The Middle East

MAKING the desert bloom is again a preoccupation instead of’ a cliché in Middle East countries. Arnold Toynbee, traveling through the states of the Fertile Crescent five years ago, wrote of a coming agricultural renaissance there. To him, this was the really revolutionary event of the times. It is so today. Water development and river management now have the highest domestic priorities in the Arab states and Israel. Two major dams have risen in Iraq and Syria. In Lebanon the Litani power and irrigation scheme, interrupted in 1958 by the civil war and by technical difficulties, is again under way. In Jordan a part of the flow of the Yarmuk, largest tributary of the Jordan River, has been channeled south of the Sea of Tiberias down the east side of the Jordan Valley, putting the first 9000 acres there on a commercial rather than subsistence-farming basis.

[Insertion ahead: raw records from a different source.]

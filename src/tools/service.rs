//! ServiceTool (C4.4.6), sysvinit reference adapter. Consults the shared
//! `Changes` accumulator to decide whether a running service needs a
//! restart; `enabled` is applied unconditionally via the runlevel facility.

use std::collections::BTreeMap;

use crate::error::ToolError;
use crate::model::{ChangeCategory, Changes, ServiceSpec};
use crate::process::{run, Invocation, RunOptions};
use crate::tools::ToolContext;

/// manager -> serviceName -> spec. Only the `sysvinit` manager is
/// implemented; others are warned about and skipped.
pub fn apply(
    spec: &BTreeMap<String, BTreeMap<String, ServiceSpec>>,
    changes: &Changes,
    _ctx: &ToolContext<'_>,
) -> Result<Vec<String>, ToolError> {
    let mut restarted = Vec::new();

    for (manager, services) in spec {
        if !manager.eq_ignore_ascii_case("sysvinit") {
            crate::log::warn!("service: unsupported manager {manager:?}, skipping");
            continue;
        }

        for (name, svc) in services {
            if let Some(enabled) = svc.enabled {
                set_enabled(name, enabled)?;
            }

            let Some(true) = svc.ensure_running else {
                continue;
            };

            let depends_changed = changes.contains_any(ChangeCategory::Files, &svc.files)
                || changes.contains_any(ChangeCategory::Sources, &svc.sources)
                || changes.contains_any(ChangeCategory::Commands, &svc.commands)
                || changes.contains_any(ChangeCategory::Packages, &flatten_packages(svc));

            let running = is_running(name)?;

            if !running {
                start(name)?;
                restarted.push(name.clone());
            } else if depends_changed {
                restart(name)?;
                restarted.push(name.clone());
            }
        }
    }

    restarted.sort();
    restarted.dedup();
    Ok(restarted)
}

fn flatten_packages(svc: &ServiceSpec) -> Vec<String> {
    svc.packages.values().flatten().cloned().collect()
}

fn set_enabled(name: &str, enabled: bool) -> Result<(), ToolError> {
    let flag = if enabled { "on" } else { "off" };
    let out = run(
        &Invocation::Argv(vec!["chkconfig".to_string(), name.to_string(), flag.to_string()]),
        RunOptions::default(),
    )
    .map_err(|e| ToolError::new("ServiceTool", format!("chkconfig {name} {flag}: {e}")))?;
    if !out.success() {
        return Err(ToolError::new(
            "ServiceTool",
            format!("chkconfig {name} {flag} failed: {}", out.stderr),
        )
        .with_exit_code(out.exit_code));
    }
    Ok(())
}

fn is_running(name: &str) -> Result<bool, ToolError> {
    let out = run(
        &Invocation::Argv(vec!["service".to_string(), name.to_string(), "status".to_string()]),
        RunOptions::default(),
    )
    .map_err(|e| ToolError::new("ServiceTool", format!("service {name} status: {e}")))?;
    Ok(out.success())
}

fn start(name: &str) -> Result<(), ToolError> {
    run_service_action(name, "start")
}

fn restart(name: &str) -> Result<(), ToolError> {
    run_service_action(name, "restart")
}

fn run_service_action(name: &str, action: &str) -> Result<(), ToolError> {
    let out = run(
        &Invocation::Argv(vec!["service".to_string(), name.to_string(), action.to_string()]),
        RunOptions::default(),
    )
    .map_err(|e| ToolError::new("ServiceTool", format!("service {name} {action}: {e}")))?;
    if !out.success() {
        return Err(ToolError::new(
            "ServiceTool",
            format!("service {name} {action} failed: {}", out.stderr),
        )
        .with_exit_code(out.exit_code));
    }
    Ok(())
}

#[cfg(test)]
mod tests {
    use super::*;
    use crate::auth::AuthRegistry;
    use crate::retry::HttpClient;

    #[test]
    fn unsupported_manager_is_skipped_without_error() {
        let http = HttpClient::default();
        let auth = AuthRegistry::default();
        let ctx = ToolContext { http: &http, auth: &auth };
        let mut spec = BTreeMap::new();
        spec.insert("launchd".to_string(), BTreeMap::new());
        let changes = Changes::new();
        let restarted = apply(&spec, &changes, &ctx).unwrap();
        assert!(restarted.is_empty());
    }

    #[test]
    fn flatten_packages_collects_all_managers() {
        let mut svc = ServiceSpec::default();
        svc.packages.insert("yum".to_string(), vec!["httpd".to_string()]);
        svc.packages.insert("rpm".to_string(), vec!["mod_ssl".to_string()]);
        let mut flat = flatten_packages(&svc);
        flat.sort();
        assert_eq!(flat, vec!["httpd".to_string(), "mod_ssl".to_string()]);
    }
}
//! Tool dispatch layer (C4): one module per domain, each exposing an
//! idempotent `apply(spec, ctx) -> Vec<changed names>` entry point.
//!
//! Tools fire in the fixed order the construction engine drives them in:
//! packages -> groups -> users -> sources -> files -> commands -> services.

pub mod commands;
pub mod files;
pub mod groups;
pub mod packages;
pub mod service;
pub mod sources;
pub mod users;

use crate::auth::AuthRegistry;
use crate::retry::HttpClient;

/// Shared context borrowed by every tool for the duration of one
/// `apply` call. Tools never retain it.
pub struct ToolContext<'a> {
    pub http: &'a HttpClient,
    pub auth: &'a AuthRegistry,
}

/// Orders package/service manager names the way spec.md §4.4.1 requires:
/// `dpkg, rpm, apt, yum` first in that order, then any unrecognised
/// managers in case-insensitive lexical order.
pub fn order_managers(names: impl IntoIterator<Item = String>) -> Vec<String> {
    const PRIORITY: &[&str] = &["dpkg", "rpm", "apt", "yum"];
    let mut names: Vec<String> = names.into_iter().collect();
    names.sort_by(|a, b| {
        let ia = PRIORITY.iter().position(|p| p.eq_ignore_ascii_case(a));
        let ib = PRIORITY.iter().position(|p| p.eq_ignore_ascii_case(b));
        match (ia, ib) {
            (Some(x), Some(y)) => x.cmp(&y),
            (Some(_), None) => std::cmp::Ordering::Less,
            (None, Some(_)) => std::cmp::Ordering::Greater,
            (None, None) => a.to_lowercase().cmp(&b.to_lowercase()),
        }
    });
    names
}

#[cfg(test)]
mod tests {
    use super::*;

    #[test]
    fn priority_managers_lead() {
        let ordered = order_managers(vec![
            "yum".to_string(),
            "python".to_string(),
            "dpkg".to_string(),
            "apt".to_string(),
            "rpm".to_string(),
        ]);
        assert_eq!(ordered, vec!["dpkg", "rpm", "apt", "yum", "python"]);
    }

    #[test]
    fn unrecognised_managers_sort_case_insensitively() {
        let ordered = order_managers(vec!["Gem".to_string(), "python".to_string()]);
        assert_eq!(ordered, vec!["Gem", "python"]);
    }
}
//! Thin CLI front end for one construction-engine build.

use std::path::PathBuf;

use anyhow::{Context, Result};
use clap::{Parser, Subcommand};

use stack_init::auth::AuthRegistry;
use stack_init::engine;
use stack_init::model::{parse_model, ChangeCategory};
use stack_init::retry::HttpClient;
use stack_init::tools::ToolContext;

#[derive(Parser)]
#[command(name = "stack-init", about = "Materialise a declarative install description", version)]
struct Cli {
    #[command(subcommand)]
    command: Command,
}

#[derive(Subcommand)]
enum Command {
    /// Build one or more configSets against the local host
    Build {
        /// Path to the model JSON document
        #[arg(long, default_value = "./metadata.json")]
        model: PathBuf,

        /// configSet names to build, in order (default: "default")
        configsets: Vec<String>,
    },
}

fn main() -> Result<()> {
    let cli = Cli::parse();

    match cli.command {
        Command::Build { model, configsets } => run_build(&model, configsets),
    }
}

fn run_build(model_path: &PathBuf, configsets: Vec<String>) -> Result<()> {
    let bytes = std::fs::read(model_path)
        .with_context(|| format!("reading model document {}", model_path.display()))?;
    let root: serde_json::Value =
        serde_json::from_slice(&bytes).with_context(|| format!("parsing {}", model_path.display()))?;
    let model = parse_model(&root).context("parsing model")?;

    let auth = AuthRegistry::from_section(&model.authentication);
    let http = HttpClient::default();
    let ctx = ToolContext { http: &http, auth: &auth };

    let configset_names = if configsets.is_empty() {
        vec!["default".to_string()]
    } else {
        configsets
    };

    let changes = engine::build(&model, &configset_names, &ctx).context("build failed")?;

    println!("{:<12} CHANGED", "CATEGORY");
    for category in [
        ChangeCategory::Packages,
        ChangeCategory::Groups,
        ChangeCategory::Users,
        ChangeCategory::Sources,
        ChangeCategory::Files,
        ChangeCategory::Commands,
    ] {
        let names = changes.get(category);
        let summary = if names.is_empty() {
            "-".to_string()
        } else {
            names.into_iter().collect::<Vec<_>>().join(", ")
        };
        println!("{:<12} {}", category.as_str(), summary);
    }

    Ok(())
}
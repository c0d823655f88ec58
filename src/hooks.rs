//! Hook processor (C7): one poll tick walks every hook in order, resolves
//! its path against the freshly-fetched resource detail, classifies the
//! add/remove/update transition against the persistent store, and fires
//! the hook's action when the transition matches its declared triggers.

use std::collections::{BTreeSet, HashMap};
use std::rc::Rc;

use serde_json::Value;

use crate::error::UpdateError;
use crate::metadata;
use crate::model::{Credentials, Hook, StackResourceDetail, Trigger};
use crate::process::{run, Invocation, RunOptions};
use crate::store::{Store, TaggedValue};

#[derive(Debug, Clone, PartialEq, Eq)]
enum PathShape {
    LastUpdated,
    PhysicalResourceId,
    Metadata(Vec<String>),
}

impl PathShape {
    fn env_key(&self) -> &'static str {
        match self {
            PathShape::LastUpdated => "LAST_UPDATED",
            PathShape::PhysicalResourceId => "PHYSICAL_RESOURCE_ID",
            PathShape::Metadata(_) => "METADATA",
        }
    }
}

enum Transition {
    Add,
    Remove,
    Update,
    None,
}

/// Runs one poll tick: every hook in `hooks`, in order, against `store`.
/// Any per-hook failure other than an invalid path is logged and skipped;
/// an invalid path aborts the whole tick.
pub fn poll_once(
    hooks: &[Hook],
    store: &mut Store,
    stack_name: &str,
    region: &str,
    credentials: &Credentials,
) -> Result<(), UpdateError> {
    let mut cache: HashMap<String, Rc<Result<StackResourceDetail, String>>> = HashMap::new();

    for hook in hooks {
        let (logical_id, shape) = parse_hook_path(&hook.path)?;

        let detail_result = cache
            .entry(logical_id.clone())
            .or_insert_with(|| {
                Rc::new(
                    metadata::describe_stack_resource(&logical_id, stack_name, region, credentials)
                        .map_err(|e| e.to_string()),
                )
            })
            .clone();

        let detail = match detail_result.as_ref() {
            Ok(d) => d,
            Err(e) => {
                crate::log::warn!("hook {:?}: fetching {logical_id}: {e}", hook.name);
                continue;
            }
        };

        if detail.status.ends_with("_IN_PROGRESS") {
            continue;
        }

        let new_value = observed_value(detail, &shape);
        let store_key = format!("{}|{}", hook.name, hook.path);
        let old_value = store.get(&store_key).map(tagged_to_value);

        match classify(&hook.triggers, &old_value, &new_value) {
            Transition::None => {
                if let Err(e) = commit(store, &store_key, &new_value) {
                    crate::log::warn!("hook {:?}: persisting state: {e}", hook.name);
                }
            }
            _ => fire(hook, &shape, &old_value, &new_value, store, &store_key),
        }
    }

    Ok(())
}

fn fire(
    hook: &Hook,
    shape: &PathShape,
    old_value: &Option<Value>,
    new_value: &Option<Value>,
    store: &mut Store,
    store_key: &str,
) {
    let mut env = HashMap::new();
    if let Some(old) = old_value {
        env.insert(format!("CFN_OLD_{}", shape.env_key()), stringify_value(old));
    }
    if let Some(new) = new_value {
        env.insert(format!("CFN_NEW_{}", shape.env_key()), stringify_value(new));
    }

    let invocation = build_invocation(&hook.action, hook.run_as.as_deref());
    let outcome = run(&invocation, RunOptions { env: Some(&env), ..Default::default() });

    match outcome {
        Ok(out) if out.success() => {
            if let Err(e) = commit(store, store_key, new_value) {
                crate::log::warn!("hook {:?}: persisting state: {e}", hook.name);
            }
        }
        Ok(out) => {
            crate::log::warn!(
                "hook {:?}: action exited {}, leaving prior state in place: {}",
                hook.name,
                out.exit_code,
                out.stderr.trim()
            );
        }
        Err(e) => {
            crate::log::warn!("hook {:?}: running action: {e}", hook.name);
        }
    }
}

fn commit(store: &mut Store, key: &str, new_value: &Option<Value>) -> std::io::Result<()> {
    store.set(key.to_string(), TaggedValue::Json(new_value.clone().unwrap_or(Value::Null)))
}

fn tagged_to_value(tagged: &TaggedValue) -> Value {
    match tagged {
        TaggedValue::Json(v) => v.clone(),
        TaggedValue::Timestamp(d) => Value::String(d.to_rfc3339()),
    }
}

fn build_invocation(action: &str, run_as: Option<&str>) -> Invocation {
    match run_as {
        Some(user) => Invocation::Shell(format!("su {} -c {}", shell_quote(user), shell_quote(action))),
        None => Invocation::Shell(action.to_string()),
    }
}

fn shell_quote(s: &str) -> String {
    format!("'{}'", s.replace('\'', "'\\''"))
}

fn stringify_value(value: &Value) -> String {
    match value {
        Value::String(s) => s.clone(),
        other => other.to_string(),
    }
}

/// `Resources.<logicalId>[.Metadata|.PhysicalResourceId][.<subkey>]`. A
/// two-segment path resolves to `lastUpdated`.
fn parse_hook_path(path: &str) -> Result<(String, PathShape), UpdateError> {
    let segments = split_dotted(path);

    if segments.first().map(String::as_str) != Some("Resources") {
        return Err(UpdateError::new(path, "path must start with Resources"));
    }

    let logical_id = match segments.get(1) {
        Some(s) if !s.is_empty() => s.clone(),
        _ => return Err(UpdateError::new(path, "missing resource logical id")),
    };

    if segments.len() == 2 {
        return Ok((logical_id, PathShape::LastUpdated));
    }

    let shape = match segments[2].as_str() {
        "Metadata" => PathShape::Metadata(segments[3..].to_vec()),
        "PhysicalResourceId" => PathShape::PhysicalResourceId,
        other => return Err(UpdateError::new(path, format!("unknown path component {other:?}"))),
    };

    Ok((logical_id, shape))
}

/// Splits on unescaped `.`; `\.` is a literal dot.
fn split_dotted(path: &str) -> Vec<String> {
    let mut parts = Vec::new();
    let mut current = String::new();
    let mut chars = path.chars().peekable();

    while let Some(c) = chars.next() {
        if c == '\\' && chars.peek() == Some(&'.') {
            current.push('.');
            chars.next();
        } else if c == '.' {
            parts.push(std::mem::take(&mut current));
        } else {
            current.push(c);
        }
    }
    parts.push(current);
    parts
}

fn observed_value(detail: &StackResourceDetail, shape: &PathShape) -> Option<Value> {
    if detail.status == "DELETE_COMPLETE" {
        return None;
    }

    match shape {
        PathShape::LastUpdated => detail.last_updated.map(|d| Value::String(d.to_rfc3339())),
        PathShape::PhysicalResourceId => detail.physical_id.clone().map(Value::String),
        PathShape::Metadata(subkey) => {
            let metadata = detail.metadata.as_ref()?;
            if subkey.is_empty() {
                Some(metadata.clone())
            } else {
                extract_value(metadata, subkey)
            }
        }
    }
}

fn extract_value(root: &Value, segments: &[String]) -> Option<Value> {
    let mut current = root;
    for segment in segments {
        current = current.get(segment)?;
    }
    Some(current.clone())
}

fn is_truthy(value: &Option<Value>) -> bool {
    match value {
        None => false,
        Some(Value::Null) => false,
        Some(Value::Bool(b)) => *b,
        Some(Value::Number(n)) => n.as_f64().map(|f| f != 0.0).unwrap_or(true),
        Some(Value::String(s)) => !s.is_empty(),
        Some(Value::Array(a)) => !a.is_empty(),
        Some(Value::Object(o)) => !o.is_empty(),
    }
}

fn classify(triggers: &BTreeSet<Trigger>, old_value: &Option<Value>, new_value: &Option<Value>) -> Transition {
    let old_truthy = is_truthy(old_value);
    let new_truthy = is_truthy(new_value);

    if triggers.contains(&Trigger::PostAdd) && !old_truthy && new_truthy {
        return Transition::Add;
    }
    if triggers.contains(&Trigger::PostRemove) && old_truthy && !new_truthy {
        return Transition::Remove;
    }
    if triggers.contains(&Trigger::PostUpdate) && old_truthy && new_truthy && old_value != new_value {
        return Transition::Update;
    }
    Transition::None
}

#[cfg(test)]
mod tests {
    use super::*;

    #[test]
    fn two_segment_path_is_last_updated() {
        let (logical_id, shape) = parse_hook_path("Resources.WebServer").unwrap();
        assert_eq!(logical_id, "WebServer");
        assert_eq!(shape, PathShape::LastUpdated);
    }

    #[test]
    fn metadata_path_collects_subkey_segments() {
        let (logical_id, shape) = parse_hook_path("Resources.WebServer.Metadata.app.version").unwrap();
        assert_eq!(logical_id, "WebServer");
        assert_eq!(shape, PathShape::Metadata(vec!["app".to_string(), "version".to_string()]));
    }

    #[test]
    fn escaped_dot_is_kept_literal() {
        let segments = split_dotted(r"Resources.WebServer.Metadata.a\.b");
        assert_eq!(segments, vec!["Resources", "WebServer", "Metadata", "a.b"]);
    }

    #[test]
    fn path_not_starting_with_resources_is_rejected() {
        assert!(parse_hook_path("Outputs.WebServer").is_err());
    }

    #[test]
    fn missing_logical_id_is_rejected() {
        assert!(parse_hook_path("Resources.").is_err());
    }

    #[test]
    fn unknown_third_segment_is_rejected() {
        assert!(parse_hook_path("Resources.WebServer.Bogus").is_err());
    }

    #[test]
    fn add_transition_requires_post_add_trigger() {
        let mut triggers = BTreeSet::new();
        triggers.insert(Trigger::PostAdd);
        let old = None;
        let new = Some(Value::String("v1".to_string()));
        assert!(matches!(classify(&triggers, &old, &new), Transition::Add));
    }

    #[test]
    fn remove_transition_requires_post_remove_trigger() {
        let mut triggers = BTreeSet::new();
        triggers.insert(Trigger::PostRemove);
        let old = Some(Value::String("v1".to_string()));
        let new = None;
        assert!(matches!(classify(&triggers, &old, &new), Transition::Remove));
    }

    #[test]
    fn update_transition_requires_value_change() {
        let mut triggers = BTreeSet::new();
        triggers.insert(Trigger::PostUpdate);
        let old = Some(Value::String("v1".to_string()));
        let same = Some(Value::String("v1".to_string()));
        assert!(matches!(classify(&triggers, &old, &same), Transition::None));

        let new = Some(Value::String("v2".to_string()));
        assert!(matches!(classify(&triggers, &old, &new), Transition::Update));
    }

    #[test]
    fn extract_value_walks_nested_object() {
        let root = serde_json::json!({"a": {"b": {"c": 42}}});
        let segs = vec!["a".to_string(), "b".to_string(), "c".to_string()];
        assert_eq!(extract_value(&root, &segs), Some(Value::from(42)));
    }

    #[test]
    fn extract_value_missing_intermediate_yields_none() {
        let root = serde_json::json!({"a": {}});
        let segs = vec!["a".to_string(), "b".to_string(), "c".to_string()];
        assert_eq!(extract_value(&root, &segs), None);
    }
}
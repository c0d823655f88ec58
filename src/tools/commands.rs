//! CommandTool (C4.4.4): runs commands in lexical name order, gated by an
//! optional test command, raising on non-zero exit unless `ignoreErrors`.

use std::collections::BTreeMap;

use crate::error::ToolError;
use crate::model::{CommandLine, CommandSpec};
use crate::process::{run, Invocation, RunOptions};

/// `name -> {command, cwd?, env?, test?, ignoreErrors?}`, run in the
/// lexical (stable-sorted) order of `name`.
pub fn apply(spec: &BTreeMap<String, CommandSpec>) -> Result<Vec<String>, ToolError> {
    let mut ran = Vec::new();

    for (name, command) in spec {
        if let Some(test) = &command.test {
            let test_out = run(
                &Invocation::Shell(test.clone()),
                RunOptions {
                    env: command.env.as_ref(),
                    cwd: command.cwd.as_deref().map(std::path::Path::new),
                    ..Default::default()
                },
            )
            .map_err(|e| ToolError::new("CommandTool", format!("test for {name}: {e}")))?;

            if !test_out.success() {
                continue;
            }
        }

        let invocation = match &command.command {
            CommandLine::Shell(s) => Invocation::Shell(s.clone()),
            CommandLine::Argv(argv) => Invocation::Argv(argv.clone()),
        };

        let out = run(
            &invocation,
            RunOptions {
                env: command.env.as_ref(),
                cwd: command.cwd.as_deref().map(std::path::Path::new),
                ..Default::default()
            },
        )
        .map_err(|e| ToolError::new("CommandTool", format!("running {name}: {e}")))?;

        if !out.success() && !command.ignore_errors {
            return Err(ToolError::new("CommandTool", format!("command {name} failed: {}", out.stderr))
                .with_exit_code(out.exit_code));
        }

        ran.push(name.clone());
    }

    Ok(ran)
}

#[cfg(test)]
mod tests {
    use super::*;

    #[test]
    fn commands_run_in_lexical_order() {
        let mut spec = BTreeMap::new();
        spec.insert(
            "20-second".to_string(),
            CommandSpec {
                command: CommandLine::Shell("exit 0".to_string()),
                cwd: None,
                env: None,
                test: None,
                ignore_errors: false,
            },
        );
        spec.insert(
            "10-first".to_string(),
            CommandSpec {
                command: CommandLine::Shell("exit 0".to_string()),
                cwd: None,
                env: None,
                test: None,
                ignore_errors: false,
            },
        );
        let ran = apply(&spec).unwrap();
        assert_eq!(ran, vec!["10-first".to_string(), "20-second".to_string()]);
    }

    #[test]
    fn failing_test_skips_command() {
        let mut spec = BTreeMap::new();
        spec.insert(
            "cmd".to_string(),
            CommandSpec {
                command: CommandLine::Shell("exit 1".to_string()),
                cwd: None,
                env: None,
                test: Some("exit 1".to_string()),
                ignore_errors: false,
            },
        );
        let ran = apply(&spec).unwrap();
        assert!(ran.is_empty());
    }

    #[test]
    fn failing_command_raises_unless_ignored() {
        let mut spec = BTreeMap::new();
        spec.insert(
            "cmd".to_string(),
            CommandSpec {
                command: CommandLine::Shell("exit 3".to_string()),
                cwd: None,
                env: None,
                test: None,
                ignore_errors: false,
            },
        );
        assert!(apply(&spec).is_err());

        spec.get_mut("cmd").unwrap().ignore_errors = true;
        let ran = apply(&spec).unwrap();
        assert_eq!(ran, vec!["cmd".to_string()]);
    }
}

In Egypt the Aswan Dam, a project which dwarfs all others in the area, is on the way to construction, with far-reaching changes already visible in the upper Nile Valley. In Israel a large share of this year’s budget is designated for the diversion of Jordan River water, via pump and pipeline, to irrigate the Negev Desert.

The search for water

Aside from these dramatic and expensive efforts, all of them undertaken within the last six years, a concentrated search is under way for new sources of water for domestic purposes and for irrigation. In the Middle East this summer, a corps of United Nations consultants and hydrologists is testing for ground water and surveying the economic potentialities of demineralizing seawater and brackish pool water. This survey owes its start to a $75,000 Ford Foundation grant to the UN Department of Economic and Social Affairs. Beginning with knowledge of desalination techniques already employed in such arid countries as Kuwait and Israel, experts will test the feasibility of extending desalination to other arid zones in the cheapest possible way. Freezing and distillation are only two of several new approaches to conversion of seawater which are under study all the way from Morocco to the Persian Gulf.

Drilling for artesian sources of sweet water has until recently been spasmodic in Middle East deserts. Yet, a few dramatic successes offer hope. Some 40,000 acres of saline land near the Dead Sea in Jordan have been reclaimed for fruit and vegetable growing within the last ten years. Initially a few Arab visionaries began the search for water near Jericho, digging by hand. When they struck water at 75 feet, pumps were obtained, and the watering of 2000 acres was made possible. The founder of this pioneer reclamation work, a retired Palestinian lawyer, Musa Bey Alaini, proved that the salty soil around Jericho could be drained and made economically productive. Today his Arab Development Society farm and agricultural school are surrounded by flourishing private orchards and vegetable gardens. Jericho has thus become a great oasis.

In Saudi Arabia, of course, no one need dig by hand. Artesian wells now being drilled near the Red Sea coast may have as much importance as previous oil drilling has had for the country. International Bank advisers and FAO experts have encouraged the Saudi government Lo develop its water resources, with the eventual object of becoming self-sufficient in food.

Flood control

Iraq continues to spend much of its oil income for river basin work. The Derbendi Khan Dam, completed last April on the Diyala tributary of the Tigris, is 177 miles northeast of Baghdad. A quarter of a million farmers who cultivate some 22,000 acres in the Diyala Basin are now secure from flood damage. Iraqi planners expect to bring 4000 additional acres into cultivation in this basin and to settle landless peasants there.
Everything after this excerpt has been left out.